- **Instructions to follow**: Read the records below. Copy each line where the string "single" occurs.

- **Stored data**:
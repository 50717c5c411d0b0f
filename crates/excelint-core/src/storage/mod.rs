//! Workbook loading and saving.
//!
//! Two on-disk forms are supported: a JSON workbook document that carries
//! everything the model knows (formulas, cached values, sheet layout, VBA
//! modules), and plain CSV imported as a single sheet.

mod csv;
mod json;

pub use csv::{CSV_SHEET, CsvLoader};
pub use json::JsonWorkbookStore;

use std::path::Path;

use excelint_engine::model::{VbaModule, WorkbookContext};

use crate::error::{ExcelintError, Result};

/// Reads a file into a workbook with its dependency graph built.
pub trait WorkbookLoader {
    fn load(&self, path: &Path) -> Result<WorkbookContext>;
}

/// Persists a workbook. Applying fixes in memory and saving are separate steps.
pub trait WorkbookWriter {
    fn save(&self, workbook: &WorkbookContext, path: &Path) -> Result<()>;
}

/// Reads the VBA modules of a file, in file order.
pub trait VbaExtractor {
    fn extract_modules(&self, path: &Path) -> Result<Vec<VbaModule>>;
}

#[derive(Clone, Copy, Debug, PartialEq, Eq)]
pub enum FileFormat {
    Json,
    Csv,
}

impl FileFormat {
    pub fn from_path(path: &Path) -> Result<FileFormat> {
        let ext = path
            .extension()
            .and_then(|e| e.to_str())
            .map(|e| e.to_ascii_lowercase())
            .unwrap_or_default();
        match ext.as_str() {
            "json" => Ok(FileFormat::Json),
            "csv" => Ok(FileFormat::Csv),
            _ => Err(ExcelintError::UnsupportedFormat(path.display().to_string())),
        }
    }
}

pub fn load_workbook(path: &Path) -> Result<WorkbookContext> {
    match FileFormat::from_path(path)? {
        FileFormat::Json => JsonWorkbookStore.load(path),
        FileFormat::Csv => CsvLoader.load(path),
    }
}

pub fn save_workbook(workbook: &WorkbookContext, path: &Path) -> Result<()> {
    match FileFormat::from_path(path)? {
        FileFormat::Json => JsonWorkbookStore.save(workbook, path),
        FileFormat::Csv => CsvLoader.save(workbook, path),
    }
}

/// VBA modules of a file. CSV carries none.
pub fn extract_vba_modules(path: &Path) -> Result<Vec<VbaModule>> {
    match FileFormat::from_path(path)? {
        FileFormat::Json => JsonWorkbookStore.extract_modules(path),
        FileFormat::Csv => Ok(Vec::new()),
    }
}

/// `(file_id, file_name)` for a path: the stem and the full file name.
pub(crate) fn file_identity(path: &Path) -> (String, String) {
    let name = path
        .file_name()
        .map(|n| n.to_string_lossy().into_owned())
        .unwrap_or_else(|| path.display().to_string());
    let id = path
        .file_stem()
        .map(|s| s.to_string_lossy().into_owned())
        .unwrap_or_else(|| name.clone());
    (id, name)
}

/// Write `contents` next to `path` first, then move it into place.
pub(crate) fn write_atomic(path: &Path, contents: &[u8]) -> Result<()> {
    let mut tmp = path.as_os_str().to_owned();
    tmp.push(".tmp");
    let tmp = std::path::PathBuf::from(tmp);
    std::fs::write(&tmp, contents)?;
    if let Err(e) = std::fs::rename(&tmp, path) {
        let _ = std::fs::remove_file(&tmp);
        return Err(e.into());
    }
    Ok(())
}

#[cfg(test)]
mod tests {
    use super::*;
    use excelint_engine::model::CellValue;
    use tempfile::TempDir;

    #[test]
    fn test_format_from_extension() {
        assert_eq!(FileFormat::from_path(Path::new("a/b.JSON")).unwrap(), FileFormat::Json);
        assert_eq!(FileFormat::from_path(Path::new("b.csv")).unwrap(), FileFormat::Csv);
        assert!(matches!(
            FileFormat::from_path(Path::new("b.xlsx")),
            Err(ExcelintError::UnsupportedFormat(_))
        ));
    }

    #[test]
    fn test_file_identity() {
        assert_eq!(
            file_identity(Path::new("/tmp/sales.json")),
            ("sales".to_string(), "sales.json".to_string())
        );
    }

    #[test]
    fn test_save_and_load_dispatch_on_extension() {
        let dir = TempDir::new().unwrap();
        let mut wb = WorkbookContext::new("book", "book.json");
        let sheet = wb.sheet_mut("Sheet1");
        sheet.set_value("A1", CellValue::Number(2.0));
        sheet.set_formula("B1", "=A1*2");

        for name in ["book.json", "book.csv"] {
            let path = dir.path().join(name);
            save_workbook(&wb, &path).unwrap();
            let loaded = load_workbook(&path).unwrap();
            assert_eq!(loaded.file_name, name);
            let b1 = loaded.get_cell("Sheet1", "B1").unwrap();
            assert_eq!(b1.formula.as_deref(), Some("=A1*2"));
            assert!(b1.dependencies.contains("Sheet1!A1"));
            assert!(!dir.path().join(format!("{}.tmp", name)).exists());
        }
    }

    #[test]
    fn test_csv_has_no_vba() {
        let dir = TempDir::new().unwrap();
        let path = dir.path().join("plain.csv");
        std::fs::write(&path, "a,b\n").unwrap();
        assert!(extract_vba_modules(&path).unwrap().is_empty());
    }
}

* * *

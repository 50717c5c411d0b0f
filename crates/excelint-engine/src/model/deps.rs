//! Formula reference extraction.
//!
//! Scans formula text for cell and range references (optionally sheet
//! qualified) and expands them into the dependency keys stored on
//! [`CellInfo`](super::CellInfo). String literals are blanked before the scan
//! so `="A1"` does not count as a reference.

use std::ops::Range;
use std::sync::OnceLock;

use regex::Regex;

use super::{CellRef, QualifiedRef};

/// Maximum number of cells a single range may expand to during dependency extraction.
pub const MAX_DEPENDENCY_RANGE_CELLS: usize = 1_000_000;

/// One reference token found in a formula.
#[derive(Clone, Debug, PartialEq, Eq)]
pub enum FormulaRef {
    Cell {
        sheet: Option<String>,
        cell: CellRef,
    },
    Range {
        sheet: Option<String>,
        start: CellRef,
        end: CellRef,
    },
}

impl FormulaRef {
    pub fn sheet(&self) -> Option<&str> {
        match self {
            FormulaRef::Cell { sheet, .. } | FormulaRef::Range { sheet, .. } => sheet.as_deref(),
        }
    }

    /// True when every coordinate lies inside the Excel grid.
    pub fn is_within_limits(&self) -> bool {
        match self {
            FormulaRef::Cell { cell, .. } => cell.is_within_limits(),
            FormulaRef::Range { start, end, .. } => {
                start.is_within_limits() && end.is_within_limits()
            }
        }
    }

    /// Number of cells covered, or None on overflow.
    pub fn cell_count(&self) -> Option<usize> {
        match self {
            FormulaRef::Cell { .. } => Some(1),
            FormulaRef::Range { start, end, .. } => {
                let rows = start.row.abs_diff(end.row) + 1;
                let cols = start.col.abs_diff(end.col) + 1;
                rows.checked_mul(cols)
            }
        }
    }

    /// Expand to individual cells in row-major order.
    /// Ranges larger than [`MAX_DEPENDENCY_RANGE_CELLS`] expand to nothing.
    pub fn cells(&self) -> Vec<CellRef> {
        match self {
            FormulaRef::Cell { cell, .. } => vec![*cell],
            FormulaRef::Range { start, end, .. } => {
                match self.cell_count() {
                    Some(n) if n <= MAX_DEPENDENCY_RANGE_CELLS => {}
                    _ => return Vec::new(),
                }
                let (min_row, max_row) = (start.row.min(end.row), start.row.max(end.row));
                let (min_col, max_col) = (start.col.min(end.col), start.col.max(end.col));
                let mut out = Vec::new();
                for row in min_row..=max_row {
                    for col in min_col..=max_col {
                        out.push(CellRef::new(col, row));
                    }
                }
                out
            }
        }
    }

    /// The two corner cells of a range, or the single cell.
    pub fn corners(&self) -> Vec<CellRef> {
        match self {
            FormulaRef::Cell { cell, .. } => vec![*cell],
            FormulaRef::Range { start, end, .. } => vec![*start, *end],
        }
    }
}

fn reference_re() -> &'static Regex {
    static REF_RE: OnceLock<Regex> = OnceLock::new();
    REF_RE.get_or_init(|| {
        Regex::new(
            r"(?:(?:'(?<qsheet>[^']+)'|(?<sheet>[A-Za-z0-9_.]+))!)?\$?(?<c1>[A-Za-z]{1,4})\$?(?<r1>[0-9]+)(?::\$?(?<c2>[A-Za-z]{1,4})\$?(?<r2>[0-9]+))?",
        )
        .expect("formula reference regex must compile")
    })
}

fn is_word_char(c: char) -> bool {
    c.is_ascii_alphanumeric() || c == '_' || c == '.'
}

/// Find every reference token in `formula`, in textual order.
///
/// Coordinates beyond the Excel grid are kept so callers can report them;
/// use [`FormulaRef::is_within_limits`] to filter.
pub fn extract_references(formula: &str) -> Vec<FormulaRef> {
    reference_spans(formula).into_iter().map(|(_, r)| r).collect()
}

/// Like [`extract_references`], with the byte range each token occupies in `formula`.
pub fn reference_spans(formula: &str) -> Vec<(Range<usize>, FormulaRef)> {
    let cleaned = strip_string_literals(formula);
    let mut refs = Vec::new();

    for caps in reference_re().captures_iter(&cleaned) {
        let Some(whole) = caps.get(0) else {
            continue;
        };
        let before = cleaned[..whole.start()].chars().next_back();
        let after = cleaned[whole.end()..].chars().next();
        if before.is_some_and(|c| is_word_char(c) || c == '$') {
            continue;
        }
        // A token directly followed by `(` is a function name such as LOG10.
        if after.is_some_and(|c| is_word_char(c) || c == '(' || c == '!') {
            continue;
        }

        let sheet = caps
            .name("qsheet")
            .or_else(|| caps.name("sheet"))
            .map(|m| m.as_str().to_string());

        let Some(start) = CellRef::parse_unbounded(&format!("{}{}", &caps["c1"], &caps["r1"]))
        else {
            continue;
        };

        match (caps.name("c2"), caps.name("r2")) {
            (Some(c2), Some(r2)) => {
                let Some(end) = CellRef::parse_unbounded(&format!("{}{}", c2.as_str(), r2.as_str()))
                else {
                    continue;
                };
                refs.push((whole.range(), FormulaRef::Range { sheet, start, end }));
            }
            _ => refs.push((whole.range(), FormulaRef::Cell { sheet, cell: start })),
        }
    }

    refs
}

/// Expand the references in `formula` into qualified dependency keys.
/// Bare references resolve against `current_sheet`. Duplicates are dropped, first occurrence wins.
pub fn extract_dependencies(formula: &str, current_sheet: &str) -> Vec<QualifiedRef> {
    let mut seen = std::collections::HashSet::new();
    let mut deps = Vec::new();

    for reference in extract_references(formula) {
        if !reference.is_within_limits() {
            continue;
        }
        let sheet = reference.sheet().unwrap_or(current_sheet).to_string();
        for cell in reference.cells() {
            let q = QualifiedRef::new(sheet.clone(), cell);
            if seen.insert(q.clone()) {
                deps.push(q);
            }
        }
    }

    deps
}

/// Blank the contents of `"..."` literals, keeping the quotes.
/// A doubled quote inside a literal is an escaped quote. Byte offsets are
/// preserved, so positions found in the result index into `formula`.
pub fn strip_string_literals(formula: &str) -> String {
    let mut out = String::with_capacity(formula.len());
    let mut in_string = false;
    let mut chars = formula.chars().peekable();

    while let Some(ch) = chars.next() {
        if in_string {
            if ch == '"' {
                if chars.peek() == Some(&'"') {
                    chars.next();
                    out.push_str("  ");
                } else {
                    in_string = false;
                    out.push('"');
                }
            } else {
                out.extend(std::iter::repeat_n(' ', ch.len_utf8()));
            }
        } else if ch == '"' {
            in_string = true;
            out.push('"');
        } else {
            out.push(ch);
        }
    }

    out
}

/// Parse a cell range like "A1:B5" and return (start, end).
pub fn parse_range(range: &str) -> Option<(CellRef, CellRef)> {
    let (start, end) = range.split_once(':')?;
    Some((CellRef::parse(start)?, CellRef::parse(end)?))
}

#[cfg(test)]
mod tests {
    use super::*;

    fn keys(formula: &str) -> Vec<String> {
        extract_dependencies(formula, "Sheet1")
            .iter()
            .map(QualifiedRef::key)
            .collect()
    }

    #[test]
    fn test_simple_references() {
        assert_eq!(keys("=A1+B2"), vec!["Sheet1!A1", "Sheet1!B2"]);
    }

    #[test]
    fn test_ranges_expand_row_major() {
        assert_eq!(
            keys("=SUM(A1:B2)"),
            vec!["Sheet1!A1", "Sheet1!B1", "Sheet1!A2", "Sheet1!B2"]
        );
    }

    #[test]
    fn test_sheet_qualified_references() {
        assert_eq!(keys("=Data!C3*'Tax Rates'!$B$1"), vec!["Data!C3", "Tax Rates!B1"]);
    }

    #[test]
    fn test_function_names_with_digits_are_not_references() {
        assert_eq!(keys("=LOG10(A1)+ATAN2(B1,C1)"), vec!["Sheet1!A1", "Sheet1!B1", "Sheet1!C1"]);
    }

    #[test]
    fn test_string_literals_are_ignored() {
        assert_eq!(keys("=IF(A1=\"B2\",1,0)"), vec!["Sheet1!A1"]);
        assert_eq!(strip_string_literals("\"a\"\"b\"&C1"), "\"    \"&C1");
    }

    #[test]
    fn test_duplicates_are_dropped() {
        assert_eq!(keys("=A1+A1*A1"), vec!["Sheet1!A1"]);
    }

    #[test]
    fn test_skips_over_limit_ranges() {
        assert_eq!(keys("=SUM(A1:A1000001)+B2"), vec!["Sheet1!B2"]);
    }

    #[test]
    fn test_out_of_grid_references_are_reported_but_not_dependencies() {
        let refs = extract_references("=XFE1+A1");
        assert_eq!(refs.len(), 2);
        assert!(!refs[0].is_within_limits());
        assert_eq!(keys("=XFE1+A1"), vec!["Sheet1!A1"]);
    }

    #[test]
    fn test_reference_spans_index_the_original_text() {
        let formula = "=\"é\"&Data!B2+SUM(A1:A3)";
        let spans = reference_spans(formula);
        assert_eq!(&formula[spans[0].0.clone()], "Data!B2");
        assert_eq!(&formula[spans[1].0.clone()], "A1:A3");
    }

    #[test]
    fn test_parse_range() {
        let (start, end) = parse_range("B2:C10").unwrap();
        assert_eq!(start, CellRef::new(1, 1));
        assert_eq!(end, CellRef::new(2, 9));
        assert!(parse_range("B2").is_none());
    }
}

- **Answer section**:
//! modules), and plain CSV imported as a single sheet.
/// Maximum number of cells a single range may expand to during dependency extraction.
    /// The two corner cells of a range, or the single cell.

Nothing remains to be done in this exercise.